In the world of sequence and series, one of the places of interest is the bounded sequence. Not all sequences are bonded. In this lecture, you will learn which sequences are bonded and how they are bonded?

Monotonic and Not Monotonic

To better understanding, we got two sequences for you. One is the { a }_{ n } = (n - 0.5){ (-1) }^{ n } and other is the { a }_{ n } = \frac {(2n - 1)}{ (3n + 1) }. Let's talk about { a }_{ n } = (n - 1){ (-1) }^{ n } and construct the results for different values of n.

{ a }_{ n } = (n - 0.5){ (-1) }^{ n } \qquad n = 1, 2, 3, 4 ...

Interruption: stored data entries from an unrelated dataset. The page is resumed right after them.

//! Render plans: the ordered draw commands produced for one frame.

use crate::geometry::{Point, Rotation, Tick};
use crate::types::{Hand, Paint, RenderError, Viewport};
use heapless::Vec;

/// Maximum number of commands in a plan.
///
/// One background, 60 ticks, three hands and the center dot, with headroom.
pub const PLAN_CAPACITY: usize = 72;

/// Which background bitmap a blit refers to.
#[derive(Debug, Clone, Copy, PartialEq, Eq, Hash)]
#[cfg_attr(feature = "defmt", derive(defmt::Format))]
pub enum BackgroundKind {
    /// Full-color interactive background.
    Interactive,
    /// Reduced-power ambient background.
    Ambient,
}

/// A background blit at the viewport origin.
#[derive(Debug, Clone, Copy, PartialEq, Eq)]
#[cfg_attr(feature = "defmt", derive(defmt::Format))]
pub struct BitmapBlit {
    pub kind: BackgroundKind,
    /// Scaled width in pixels.
    pub width: u32,
    /// Scaled height in pixels.
    pub height: u32,
}

/// Geometry of a hand in its unrotated (12 o'clock) frame.
#[derive(Debug, Clone, Copy, PartialEq)]
pub enum HandShape {
    /// Axis-aligned rounded rectangle before rotation.
    RoundRect {
        left: f32,
        top: f32,
        right: f32,
        bottom: f32,
        corner_radius: f32,
    },
    /// Straight segment before rotation.
    Line { start: Point, end: Point },
}

/// A hand drawn inside a rotated frame.
#[derive(Debug, Clone, Copy, PartialEq)]
pub struct HandStroke {
    pub hand: Hand,
    pub shape: HandShape,
    /// Cumulative rotation of the frame the shape is drawn in.
    pub transform: Rotation,
    pub paint: Paint,
}

impl HandStroke {
    /// Center-line endpoints in the unrotated frame: (base, tip).
    fn local_axis(&self) -> (Point, Point) {
        match self.shape {
            HandShape::RoundRect {
                left,
                top,
                right,
                bottom,
                ..
            } => {
                let x = (left + right) / 2.0;
                (Point::new(x, bottom), Point::new(x, top))
            }
            HandShape::Line { start, end } => (start, end),
        }
    }

    /// Screen-space end nearest the center.
    pub fn base(&self) -> Point {
        self.transform.apply(self.local_axis().0)
    }

    /// Screen-space far end of the hand.
    pub fn tip(&self) -> Point {
        self.transform.apply(self.local_axis().1)
    }

    /// Rotation in degrees clockwise from 12 o'clock.
    pub fn rotation(&self) -> f32 {
        self.transform.degrees()
    }
}

/// One draw primitive.
#[derive(Debug, Clone, Copy, PartialEq)]
pub enum DrawCommand {
    Background(BitmapBlit),
    Tick { tick: Tick, paint: Paint },
    Hand(HandStroke),
    Circle {
        center: Point,
        radius: f32,
        paint: Paint,
    },
}

/// Ordered draw commands for a single frame.
#[derive(Debug, Clone, PartialEq)]
pub struct RenderPlan {
    viewport: Viewport,
    commands: Vec<DrawCommand, PLAN_CAPACITY>,
}

impl RenderPlan {
    pub(crate) fn new(viewport: Viewport) -> Self {
        Self {
            viewport,
            commands: Vec::new(),
        }
    }

    /// Viewport the plan was rendered for.
    pub fn viewport(&self) -> Viewport {
        self.viewport
    }

    pub(crate) fn push(&mut self, command: DrawCommand) -> Result<(), RenderError> {
        self.commands
            .push(command)
            .map_err(|_| RenderError::CapacityExceeded)
    }

    /// All commands, in drawing order.
    pub fn commands(&self) -> &[DrawCommand] {
        &self.commands
    }

    pub fn iter(&self) -> core::slice::Iter<'_, DrawCommand> {
        self.commands.iter()
    }

    pub fn len(&self) -> usize {
        self.commands.len()
    }

    pub fn is_empty(&self) -> bool {
        self.commands.is_empty()
    }

    /// The background blit, if the plan has one.
    pub fn background(&self) -> Option<&BitmapBlit> {
        self.commands.iter().find_map(|c| match c {
            DrawCommand::Background(blit) => Some(blit),
            _ => None,
        })
    }

    /// Tick marks in drawing order.
    pub fn ticks(&self) -> impl Iterator<Item = &Tick> + '_ {
        self.commands.iter().filter_map(|c| match c {
            DrawCommand::Tick { tick, .. } => Some(tick),
            _ => None,
        })
    }

    /// Hands in drawing order.
    pub fn hands(&self) -> impl Iterator<Item = &HandStroke> + '_ {
        self.commands.iter().filter_map(|c| match c {
            DrawCommand::Hand(stroke) => Some(stroke),
            _ => None,
        })
    }

    /// The stroke for `hand`, if the plan draws it.
    pub fn hand(&self, hand: Hand) -> Option<&HandStroke> {
        self.hands().find(|s| s.hand == hand)
    }
}

impl<'a> IntoIterator for &'a RenderPlan {
    type Item = &'a DrawCommand;
    type IntoIter = core::slice::Iter<'a, DrawCommand>;

    fn into_iter(self) -> Self::IntoIter {
        self.commands.iter()
    }
}
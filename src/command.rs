//! Event-based control for watch faces.

/// Inbound host notifications.
///
/// `H` is the host scheduler's handle type.
#[derive(Debug, Clone, Copy, PartialEq, Eq)]
#[cfg_attr(feature = "defmt", derive(defmt::Format))]
pub enum HostEvent<H> {
    /// Ambient mode entered (`true`) or left (`false`).
    AmbientModeChanged(bool),
    /// Face shown or hidden.
    VisibilityChanged(bool),
    /// Display properties reported.
    PropertiesDiscovered { low_bit_ambient: bool },
    /// A scheduled redraw callback fired.
    TimerFired(H),
    /// Once-per-minute tick in ambient mode.
    TimeTick,
    /// Time zone changed.
    TimeZoneChanged,
    /// Face torn down.
    Destroy,
}
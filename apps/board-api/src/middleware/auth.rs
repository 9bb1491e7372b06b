//! Identity resolution: turns a carried session cookie into an
//! authenticated user, or a precise failure.

use actix_web::{FromRequest, HttpRequest, dev::Payload, web};
use futures::future::LocalBoxFuture;

use board_core::domain::User;
use board_core::ports::AuthError;
use board_shared::ErrorResponse;

use crate::session;
use crate::state::AppState;

/// Authenticated user identity extractor.
///
/// Use this in handlers to require authentication:
/// ```ignore
/// async fn protected_route(identity: Identity) -> impl Responder {
///     format!("Hello, {}!", identity.user.username)
/// }
/// ```
#[derive(Debug, Clone)]
pub struct Identity {
    pub user: User,
}

/// Why resolution failed. The variants are distinct internally (and logged),
/// but every authentication failure renders the same 401 response so a
/// caller cannot probe which sub-check rejected it.
#[derive(Debug, thiserror::Error)]
pub enum AuthFailure {
    #[error("no session cookie")]
    Missing,

    #[error("invalid token")]
    Invalid,

    #[error("expired token")]
    Expired,

    #[error("token subject no longer exists")]
    UserGone,

    #[error("store failure during resolution: {0}")]
    Store(String),
}

impl actix_web::ResponseError for AuthFailure {
    fn status_code(&self) -> actix_web::http::StatusCode {
        match self {
            AuthFailure::Store(_) => actix_web::http::StatusCode::INTERNAL_SERVER_ERROR,
            _ => actix_web::http::StatusCode::UNAUTHORIZED,
        }
    }

    fn error_response(&self) -> actix_web::HttpResponse {
        let error = match self {
            AuthFailure::Store(detail) => {
                tracing::error!("Identity resolution store failure: {}", detail);
                ErrorResponse::internal_error()
            }
            // One body for every authentication failure.
            other => {
                tracing::debug!("Authentication rejected: {}", other);
                ErrorResponse::unauthorized()
            }
        };

        actix_web::HttpResponse::build(self.status_code()).json(error)
    }
}

impl FromRequest for Identity {
    type Error = AuthFailure;
    type Future = LocalBoxFuture<'static, Result<Self, Self::Error>>;

    fn from_request(req: &HttpRequest, _payload: &mut Payload) -> Self::Future {
        let req = req.clone();

        Box::pin(async move {
            let state = req
                .app_data::<web::Data<AppState>>()
                .cloned()
                .ok_or_else(|| {
                    tracing::error!("AppState not found in app data");
                    AuthFailure::Store("server state not configured".to_string())
                })?;

            let raw = session::extract(&req, &state.cookie.name).ok_or(AuthFailure::Missing)?;

            let claims = state.tokens.validate(&raw).map_err(|e| match e {
                AuthError::TokenExpired => AuthFailure::Expired,
                _ => AuthFailure::Invalid,
            })?;

            let user = state
                .users
                .find_by_id(claims.user_id)
                .await
                .map_err(|e| AuthFailure::Store(e.to_string()))?
                // Deleted after the token was issued; the token carries no
                // authority anymore.
                .ok_or(AuthFailure::UserGone)?;

            Ok(Identity { user })
        })
    }
}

n = 1, \qquad (1 - 0.5){ (-1) }^{ 1 } \Rightarrow -0.5

n = 2, \qquad (2 - 0.5){ (-1) }^{ 2 } \Rightarrow 1.5

n = 3, \qquad (3 - 0.5){ (-1) }^{ 3 } \Rightarrow -2.5

n = 4, \qquad (4 - 0.5){ (-1) }^{ 4 } \Rightarrow 3.5

n = 5, \qquad (5 - 0.5){ (-1) }^{ 5 } \Rightarrow -4.5

The sign changes alternatively. These types of series have no upper limit neither lower limit. This is because the amount which the series is growing on the positive end is equal to the amount that is decreasing on the negative end. We call them Not Monotonic. For the case of { a }_{ n } = \frac {(n - 1)}{ (3n + 4) }, let's construct the results.

{ a }_{ n } = \frac {(2n - 1)}{ (3n + 1) } \qquad n = 1, 2, 3, 4 ...

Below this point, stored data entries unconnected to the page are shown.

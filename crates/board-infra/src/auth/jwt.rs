//! JWT session-token codec.

use chrono::{TimeDelta, Utc};
use jsonwebtoken::{DecodingKey, EncodingKey, Header, Validation, decode, encode};
use serde::{Deserialize, Serialize};

use board_core::ports::{AuthError, TokenClaims, TokenService};

/// Token codec configuration: the symmetric signing secret and the lifetime
/// of issued tokens.
#[derive(Debug, Clone)]
pub struct JwtConfig {
    pub secret: String,
    pub lifetime_minutes: i64,
}

/// Wire-format claims. `sub` carries the user id as a string.
#[derive(Debug, Serialize, Deserialize)]
struct Claims {
    sub: String,
    exp: i64,
    iat: i64,
}

/// HS256-signed session tokens.
///
/// Symmetric signing keeps session validation stateless: no store round-trip
/// is needed to check a token, and in exchange there is no server-side
/// revocation. Logout only clears the client cookie.
pub struct JwtTokenService {
    encoding_key: EncodingKey,
    decoding_key: DecodingKey,
    lifetime_minutes: i64,
}

impl JwtTokenService {
    pub fn new(config: JwtConfig) -> Self {
        let encoding_key = EncodingKey::from_secret(config.secret.as_bytes());
        let decoding_key = DecodingKey::from_secret(config.secret.as_bytes());

        Self {
            encoding_key,
            decoding_key,
            lifetime_minutes: config.lifetime_minutes,
        }
    }
}

impl TokenService for JwtTokenService {
    fn issue(&self, user_id: i32) -> Result<String, AuthError> {
        let now = Utc::now();
        let exp = now + TimeDelta::minutes(self.lifetime_minutes);

        let claims = Claims {
            sub: user_id.to_string(),
            exp: exp.timestamp(),
            iat: now.timestamp(),
        };

        encode(&Header::default(), &claims, &self.encoding_key).map_err(|e| {
            tracing::error!("Failed to sign session token: {}", e);
            AuthError::InvalidToken
        })
    }

    fn validate(&self, token: &str) -> Result<TokenClaims, AuthError> {
        let validation = Validation::default();

        let token_data =
            decode::<Claims>(token, &self.decoding_key, &validation).map_err(|e| {
                match e.kind() {
                    jsonwebtoken::errors::ErrorKind::ExpiredSignature => AuthError::TokenExpired,
                    // Tampered signature, malformed structure, bad base64,
                    // wrong algorithm: all normalized to one failure.
                    _ => AuthError::InvalidToken,
                }
            })?;

        let user_id = token_data
            .claims
            .sub
            .parse::<i32>()
            .map_err(|_| AuthError::InvalidToken)?;

        Ok(TokenClaims {
            user_id,
            exp: token_data.claims.exp,
        })
    }

    fn lifetime_seconds(&self) -> i64 {
        self.lifetime_minutes * 60
    }
}
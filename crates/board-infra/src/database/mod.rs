//! SeaORM-backed credential store: connection setup, entities, and the
//! repository implementations behind the core ports.

mod connections;
pub mod entity;
mod post_repo;
mod user_repo;

pub use connections::{DatabaseConfig, connect};
pub use post_repo::SeaOrmPostRepository;
pub use user_repo::SeaOrmUserRepository;

use board_core::error::RepoError;
use sea_orm::DbErr;

/// Map a SeaORM error to a repository error, recognizing unique-constraint
/// violations so a duplicate insert racing past a pre-insert check surfaces
/// as a conflict rather than a generic query failure.
pub(crate) fn map_db_err(e: DbErr) -> RepoError {
    let err_str = e.to_string();
    if err_str.contains("duplicate") || err_str.contains("unique") {
        RepoError::Constraint("Entity already exists".to_string())
    } else {
        RepoError::Query(err_str)
    }
}

#[cfg(test)]
mod tests;
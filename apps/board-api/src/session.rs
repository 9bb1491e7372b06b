//! Session carrier: binds a signed token to the browser through an
//! HTTP-only cookie whose value is `"Bearer " + token`.

use actix_web::HttpRequest;
use actix_web::cookie::{Cookie, SameSite, time::Duration};

/// Prefix carried inside the cookie value.
const BEARER_PREFIX: &str = "Bearer ";

/// Cookie policy, taken verbatim from configuration. Domain, secure, and
/// same-site are deployment concerns, not part of the identity contract.
#[derive(Debug, Clone)]
pub struct CookieConfig {
    pub name: String,
    pub domain: Option<String>,
    pub secure: bool,
    pub same_site: SameSite,
}

impl Default for CookieConfig {
    fn default() -> Self {
        Self {
            name: "session".to_string(),
            domain: None,
            secure: false,
            same_site: SameSite::Lax,
        }
    }
}

/// Build the session cookie carrying a freshly issued token. Max-Age matches
/// the token lifetime so cookie and token expire together.
pub fn session_cookie(cfg: &CookieConfig, token: &str, max_age_seconds: i64) -> Cookie<'static> {
    let mut builder = Cookie::build(cfg.name.clone(), format!("{BEARER_PREFIX}{token}"))
        .path("/")
        .http_only(true)
        .secure(cfg.secure)
        .same_site(cfg.same_site)
        .max_age(Duration::seconds(max_age_seconds));

    if let Some(domain) = &cfg.domain {
        builder = builder.domain(domain.clone());
    }

    builder.finish()
}

/// Build a removal cookie. Attributes must match the original cookie or the
/// client will not delete it.
pub fn removal_cookie(cfg: &CookieConfig) -> Cookie<'static> {
    let mut builder = Cookie::build(cfg.name.clone(), "")
        .path("/")
        .http_only(true)
        .secure(cfg.secure)
        .same_site(cfg.same_site)
        .max_age(Duration::ZERO);

    if let Some(domain) = &cfg.domain {
        builder = builder.domain(domain.clone());
    }

    builder.finish()
}

/// Read the named session cookie, stripping the `"Bearer "` prefix when
/// present. `None` when the cookie is absent.
pub fn extract(req: &HttpRequest, name: &str) -> Option<String> {
    let cookie = req.cookie(name)?;
    let value = cookie.value();
    Some(value.strip_prefix(BEARER_PREFIX).unwrap_or(value).to_string())
}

n = 1, \qquad \frac {(2(1) - 1)}{ (3(1) + 1) } \Rightarrow \frac { 1 }{ 4 }

n = 2, \qquad \frac {(2(2) - 1)}{ (3(2) + 1) } \Rightarrow \frac { 3 }{ 7 }

n = 3, \qquad \frac {(2(3) - 1)}{ (3(3) + 1) } \Rightarrow \frac { 5 }{ 10 }

n = 4, \qquad \frac {(2(4) - 1)}{ (3(4) + 1) } \Rightarrow \frac { 7 }{ 13 }

n = 5, \qquad \frac {(2(5) - 1)}{ (3(5) + 1) } \Rightarrow \frac { 10 }{ 16 }

As you can note that the numerator is increasing by +2 and denominator is increasing by +3, hence we can conclude that the series is increasing. The positive end is increasing at some rate which mean that it has a bound. We call them Monotonic.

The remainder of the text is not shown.